__TASK MATERIAL__
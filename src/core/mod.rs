//! Runtime core: session orchestration and lifecycle.
//!
//! Internal modules:
//! - [`session`]: the per-camera state machine actor;
//! - [`supervisor`]: spawns sessions, fans out events, drives shutdown;
//! - [`state`]: the session state enum;
//! - [`shutdown`]: cross-platform shutdown signal handling.

pub mod session;
mod shutdown;
mod state;
mod supervisor;

pub use session::{SessionActor, SessionParams};
pub use state::SessionState;
pub use supervisor::Supervisor;
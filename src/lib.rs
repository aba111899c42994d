//! # camvisor
//!
//! **camvisor** continuously republishes live video feeds from
//! cloud-connected cameras to downstream media sinks, looping a local
//! placeholder clip whenever a live feed is unavailable, and recovering
//! from transient failures with bounded, jittered backoff. It runs
//! unattended as a long-lived background process.
//!
//! ## Architecture
//! ```text
//!     ┌──────────────┐   ┌──────────────┐   ┌──────────────┐
//!     │ SessionActor │   │ SessionActor │   │ SessionActor │
//!     │  (camera #1) │   │  (camera #2) │   │  (camera #N) │
//!     └──────┬───────┘   └──────┬───────┘   └──────┬───────┘
//!            │ resolve          │                  │
//!            ▼                  ▼                  ▼
//!      Resolver (cloud API) ── one live locator per attempt
//!            │
//!            ▼ launch
//!      Transcoder (ffmpeg) ──► output sink (live or placeholder loop)
//!            │ stderr activity
//!            ▼
//!      ActivityProbe ◄── Watchdog staleness checks
//!
//! ┌───────────────────────────────────────────────────────────────────┐
//! │  Supervisor                                                       │
//! │  - Bus (broadcast events)                                         │
//! │  - SubscriberSet (LogWriter, AliveTracker, custom subscribers)    │
//! │  - OS signal handling, grace-bounded shutdown                     │
//! └───────────────────────────────────────────────────────────────────┘
//! ```
//!
//! ## Session lifecycle
//! ```text
//! Init ─► Resolving ──ok──► StreamingLive
//!            │ fail            │ process exit / output stall
//!            ▼                 ▼
//!   StreamingPlaceholder   Resolving (immediate), or Backoff when the
//!            │              camera flaps repeatedly inside a short window
//!            │ retry timer
//!            └─► Resolving
//! ```
//!
//! Transient failures (camera offline, throttling, timeouts, process
//! death, stalls) never escape a session. Only fatal configuration — a
//! transcoder that cannot launch, a sink that rejects every placeholder
//! run — terminates a session, and the process exits nonzero once no
//! session remains.
//!
//! The sink-continuity contract: once a session reaches a streaming state,
//! *something valid* is always being written — live feed or placeholder —
//! so downstream consumers never observe a silently dead sink.

pub mod config;
pub mod core;
pub mod error;
pub mod events;
pub mod policies;
pub mod process;
pub mod source;
pub mod subscribers;
pub mod watchdog;

// ---- Public re-exports ----

pub use config::{Config, ConfigError};
pub use core::{SessionActor, SessionParams, SessionState, Supervisor};
pub use error::{RuntimeError, SessionError};
pub use events::{Bus, Event, EventKind};
pub use policies::{BackoffPolicy, JitterPolicy};
pub use process::{ActivityProbe, Exit, FfmpegTranscoder, ProcessError, ProcessHandle, Transcoder};
pub use source::{HttpResolver, ResolveError, Resolver, SourceKind, StreamSource};
pub use subscribers::{AliveTracker, LogWriter, Subscribe, SubscriberSet};
pub use watchdog::Watchdog;
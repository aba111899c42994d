//! # Event subscribers for the camvisor runtime.
//!
//! The [`Subscribe`] trait plus built-in implementations for handling
//! runtime events broadcast through the [`Bus`](crate::events::Bus).
//!
//! ```text
//! SessionActor ── publish(Event) ──► Bus ──► Supervisor listener
//!                                               │
//!                                         SubscriberSet::emit
//!                                      ┌────────┴────────┐
//!                                      ▼                 ▼
//!                                  LogWriter        AliveTracker
//!                              (tracing records)  (stuck-session list)
//! ```

mod alive;
mod log;
mod set;
mod subscriber;

pub use alive::AliveTracker;
pub use log::LogWriter;
pub use set::SubscriberSet;
pub use subscriber::Subscribe;
impl SessionActor {
    /// Creates a session for one camera. Nothing runs until [`run`](Self::run).
    pub fn new(
        camera: impl Into<Arc<str>>,
        params: SessionParams,
        resolver: Arc<dyn Resolver>,
        transcoder: Arc<dyn Transcoder>,
        bus: Bus,
    ) -> Self {
        Self {
            camera: camera.into(),
            params,
            resolver,
            transcoder,
            bus,
            state: SessionState::Init,
            attempt: 0,
            last_transition: Instant::now(),
            process: None,
            backoff_delay: Duration::ZERO,
            retry_at: None,
            live_failures: 0,
            last_live_failure: None,
            launch_failures: 0,
        }
    }

    /// The camera this session belongs to.
    pub fn camera(&self) -> &str {
        &self.camera
    }

    /// Runs the session until cancellation or a fatal error.
    ///
    /// Returns `Err` only for fatal configuration failures; every transient
    /// failure is handled internally.
    pub async fn run(mut self, token: CancellationToken) -> Result<(), SessionError> {
        self.bus
            .publish(Event::now(EventKind::SessionStarting).with_camera(self.camera.clone()));

        let result = self.drive(&token).await;

        self.stop_process().await;
        self.transition(SessionState::Stopped);
        match &result {
            Ok(()) => self
                .bus
                .publish(Event::now(EventKind::SessionStopped).with_camera(self.camera.clone())),
            Err(e) => self.bus.publish(
                Event::now(EventKind::SessionDead)
                    .with_camera(self.camera.clone())
                    .with_reason(e.to_string()),
            ),
        }
        result
    }

    async fn drive(&mut self, token: &CancellationToken) -> Result<(), SessionError> {
        loop {
            if token.is_cancelled() {
                self.transition(SessionState::ShuttingDown);
            }
            match self.state {
                SessionState::Init => self.transition(SessionState::Resolving),
                SessionState::Resolving => self.resolve_and_start(token).await?,
                SessionState::StreamingLive | SessionState::StreamingPlaceholder => {
                    self.stream(token).await?
                }
                SessionState::Backoff => self.backoff_wait(token).await,
                SessionState::ShuttingDown | SessionState::Stopped => return Ok(()),
            }
        }
    }

    /// One pass through `Resolving`: ask the cloud for a live source and
    /// either start streaming it or fall back to the placeholder.
    async fn resolve_and_start(&mut self, token: &CancellationToken) -> Result<(), SessionError> {
        let mut expired_retries = 0u32;
        loop {
            let outcome = tokio::select! {
                // Abandon, don't await, the in-flight call on shutdown.
                _ = token.cancelled() => {
                    self.transition(SessionState::ShuttingDown);
                    return Ok(());
                }
                res = time::timeout(
                    self.params.acquire_timeout,
                    self.resolver.resolve_live(&self.camera),
                ) => match res {
                    Ok(inner) => inner,
                    Err(_elapsed) => Err(ResolveError::Timeout {
                        timeout: self.params.acquire_timeout,
                    }),
                },
            };

            match outcome {
                Ok(source) if source.is_expired() => {
                    // The locator aged out in transit; never hand it over.
                    expired_retries += 1;
                    if expired_retries <= 1 {
                        continue;
                    }
                    let err = ResolveError::Unknown {
                        error: "live locator expired on arrival".into(),
                    };
                    self.publish_resolve_failed(&err);
                    return self.fall_back(None, err.as_label()).await;
                }
                Ok(source) => {
                    return if self.launch(source).await? {
                        self.attempt = 0;
                        self.retry_at = None;
                        self.bus.publish(
                            Event::now(EventKind::LiveStarted)
                                .with_camera(self.camera.clone())
                                .with_pid(self.current_pid()),
                        );
                        self.transition(SessionState::StreamingLive);
                        Ok(())
                    } else {
                        self.fall_back(None, "launch_failure").await
                    };
                }
                Err(err) => {
                    self.publish_resolve_failed(&err);
                    let hint = err.retry_after();
                    return self.fall_back(hint, err.as_label()).await;
                }
            }
        }
    }

    /// One pass through a streaming state: wait for whichever comes first of
    /// process exit, staleness, the live-retry timer, or cancellation.
    async fn stream(&mut self, token: &CancellationToken) -> Result<(), SessionError> {
        let watchdog = self.params.watchdog;
        let has_retry = self.state == SessionState::StreamingPlaceholder && self.retry_at.is_some();
        let retry_at = self.retry_at.unwrap_or_else(far_future);

        let Some(handle) = self.process.as_mut() else {
            self.transition(SessionState::Resolving);
            return Ok(());
        };
        let probe = handle.probe();
        let mut ticker = watchdog.timer();
        let retry_sleep = time::sleep_until(retry_at);
        tokio::pin!(retry_sleep);

        let verdict = loop {
            tokio::select! {
                _ = token.cancelled() => break StreamVerdict::Cancelled,
                exit = handle.wait() => break StreamVerdict::Exited(exit),
                _ = &mut retry_sleep, if has_retry => break StreamVerdict::RetryDue,
                _ = ticker.tick() => {
                    if let Some(idle) = watchdog.staleness(&probe) {
                        break StreamVerdict::Stalled(idle);
                    }
                }
            }
        };

        match verdict {
            StreamVerdict::Cancelled => {
                self.transition(SessionState::ShuttingDown);
                Ok(())
            }
            StreamVerdict::Exited(exit) => self.on_process_exit(exit, token).await,
            StreamVerdict::Stalled(idle) => self.on_stall(idle, token).await,
            StreamVerdict::RetryDue => {
                self.retry_at = None;
                self.stop_process().await;
                self.transition(SessionState::Resolving);
                Ok(())
            }
        }
    }

    /// The active process died on its own.
    async fn on_process_exit(
        &mut self,
        exit: Exit,
        token: &CancellationToken,
    ) -> Result<(), SessionError> {
        let Some(process) = self.process.take() else {
            return Ok(());
        };
        let kind = process.kind();
        let ran_for = process.started_at().elapsed();
        // Already dead; stop() here only reaps and tears the reader down.
        let _ = process.stop(Duration::ZERO).await;
        self.publish_exit(kind, &exit);

        if ran_for >= QUICK_EXIT {
            self.launch_failures = 0;
        }

        match kind {
            SourceKind::Live => self.after_live_failure(token).await,
            SourceKind::Placeholder => {
                if !exit.is_clean() && ran_for < QUICK_EXIT {
                    self.launch_failures += 1;
                    if self.launch_failures >= self.params.launch_fail_limit {
                        return Err(SessionError::SinkBroken {
                            attempts: self.launch_failures,
                            error: format!("placeholder exited {exit:?} after {ran_for:?}"),
                        });
                    }
                }
                if self.dwell(token).await {
                    return Ok(());
                }
                self.restart_placeholder().await
            }
        }
    }

    /// The watchdog saw no output beyond the threshold.
    async fn on_stall(
        &mut self,
        idle: Duration,
        token: &CancellationToken,
    ) -> Result<(), SessionError> {
        self.bus.publish(
            Event::now(EventKind::StallDetected)
                .with_camera(self.camera.clone())
                .with_idle(idle),
        );
        let was = self.state;
        self.stop_process().await;
        match was {
            SessionState::StreamingLive => self.after_live_failure(token).await,
            _ => {
                if self.dwell(token).await {
                    return Ok(());
                }
                self.restart_placeholder().await
            }
        }
    }

    /// Routes a live failure: immediate re-resolution for an isolated
    /// glitch, backoff when the camera flaps.
    async fn after_live_failure(&mut self, token: &CancellationToken) -> Result<(), SessionError> {
        self.note_live_failure();
        if self.dwell(token).await {
            return Ok(());
        }
        if self.live_failures >= self.params.live_fail_limit {
            let delay = self.params.backoff.next(self.attempt);
            self.attempt += 1;
            self.backoff_delay = delay;
            self.retry_at = None;
            self.bus.publish(
                Event::now(EventKind::BackoffScheduled)
                    .with_camera(self.camera.clone())
                    .with_delay(delay)
                    .with_attempt(self.attempt)
                    .with_reason("live_flapping"),
            );
            self.transition(SessionState::Backoff);
        } else {
            self.transition(SessionState::Resolving);
        }
        Ok(())
    }

    fn note_live_failure(&mut self) {
        let now = Instant::now();
        match self.last_live_failure {
            Some(prev) if now.duration_since(prev) <= self.params.live_fail_window => {
                self.live_failures += 1;
            }
            _ => self.live_failures = 1,
        }
        self.last_live_failure = Some(now);
    }

    /// Schedules the next acquisition and keeps the sink fed with the
    /// placeholder in the meantime.
    async fn fall_back(
        &mut self,
        retry_after: Option<Duration>,
        reason: &str,
    ) -> Result<(), SessionError> {
        let delay = self.params.backoff.next_after(self.attempt, retry_after);
        self.attempt += 1;
        self.backoff_delay = delay;
        self.bus.publish(
            Event::now(EventKind::BackoffScheduled)
                .with_camera(self.camera.clone())
                .with_delay(delay)
                .with_attempt(self.attempt)
                .with_reason(reason.to_string()),
        );

        let placeholder = StreamSource::placeholder(&self.params.placeholder);
        if self.launch(placeholder).await? {
            self.retry_at = Some(Instant::now() + delay);
            self.bus.publish(
                Event::now(EventKind::PlaceholderStarted)
                    .with_camera(self.camera.clone())
                    .with_pid(self.current_pid()),
            );
            self.transition(SessionState::StreamingPlaceholder);
        } else {
            self.retry_at = None;
            self.transition(SessionState::Backoff);
        }
        Ok(())
    }

    /// Brings the placeholder back after its process died or stalled,
    /// preserving the scheduled live retry.
    async fn restart_placeholder(&mut self) -> Result<(), SessionError> {
        let placeholder = StreamSource::placeholder(&self.params.placeholder);
        if self.launch(placeholder).await? {
            self.bus.publish(
                Event::now(EventKind::PlaceholderStarted)
                    .with_camera(self.camera.clone())
                    .with_pid(self.current_pid()),
            );
            self.last_transition = Instant::now();
        } else {
            self.retry_at = None;
            self.transition(SessionState::Backoff);
        }
        Ok(())
    }

    /// Launches the transcoder for `source`. `Ok(false)` means the launch
    /// failed but stays under the fatal ceiling.
    async fn launch(&mut self, source: StreamSource) -> Result<bool, SessionError> {
        debug_assert!(self.process.is_none(), "one transcoder per session");
        match self
            .transcoder
            .start(&self.camera, &source, &self.params.sink)
            .await
        {
            Ok(handle) => {
                self.process = Some(handle);
                Ok(true)
            }
            Err(ProcessError::Spawn(e)) => {
                self.launch_failures += 1;
                self.bus.publish(
                    Event::now(EventKind::LaunchFailed)
                        .with_camera(self.camera.clone())
                        .with_attempt(self.launch_failures)
                        .with_reason(e.to_string()),
                );
                if self.launch_failures >= self.params.launch_fail_limit {
                    Err(SessionError::LaunchExhausted {
                        attempts: self.launch_failures,
                        error: e.to_string(),
                    })
                } else {
                    Ok(false)
                }
            }
        }
    }

    /// Waits out the backoff delay, then resolves again.
    async fn backoff_wait(&mut self, token: &CancellationToken) {
        tokio::select! {
            _ = token.cancelled() => self.transition(SessionState::ShuttingDown),
            _ = time::sleep(self.backoff_delay) => self.transition(SessionState::Resolving),
        }
    }

    /// Enforces the minimum dwell time since the last transition.
    /// Returns `true` when cancelled while waiting.
    async fn dwell(&mut self, token: &CancellationToken) -> bool {
        let since = self.last_transition.elapsed();
        if since >= self.params.min_dwell {
            return false;
        }
        tokio::select! {
            _ = token.cancelled() => {
                self.transition(SessionState::ShuttingDown);
                true
            }
            _ = time::sleep(self.params.min_dwell - since) => false,
        }
    }

    /// Stops and reaps the attached process, if any.
    async fn stop_process(&mut self) {
        if let Some(process) = self.process.take() {
            let kind = process.kind();
            let exit = process.stop(self.params.grace).await;
            self.publish_exit(kind, &exit);
        }
    }

    fn current_pid(&self) -> Option<u32> {
        self.process.as_ref().and_then(|p| p.pid())
    }

    fn publish_exit(&self, kind: SourceKind, exit: &Exit) {
        self.bus.publish(
            Event::now(EventKind::ProcessExited)
                .with_camera(self.camera.clone())
                .with_exit_code(exit.code())
                .with_reason(kind.as_label()),
        );
    }

    fn publish_resolve_failed(&self, err: &ResolveError) {
        self.bus.publish(
            Event::now(EventKind::ResolveFailed)
                .with_camera(self.camera.clone())
                .with_attempt(self.attempt + 1)
                .with_reason(format!("{}: {err}", err.as_label())),
        );
    }

    fn transition(&mut self, to: SessionState) {
        if self.state == to {
            return;
        }
        let from = self.state;
        self.state = to;
        self.last_transition = Instant::now();
        self.bus.publish(
            Event::now(EventKind::StateChanged)
                .with_camera(self.camera.clone())
                .with_transition(from, to),
        );
    }
}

__BRIEF__
Every line from the start of the material above through the line that contains "shutdown signal handling." must be written out exactly, with both ends included.

__WRITTEN REPLY__
filename src/core/mod.rs
//! Runtime core: session orchestration and lifecycle.
//!
//! Internal modules:
//! - [`session`]: the per-camera state machine actor;
//! - [`supervisor`]: spawns sessions, fans out events, drives shutdown;
//! - [`state`]: the session state enum;
//! - [`shutdown`]: cross-platform shutdown signal handling.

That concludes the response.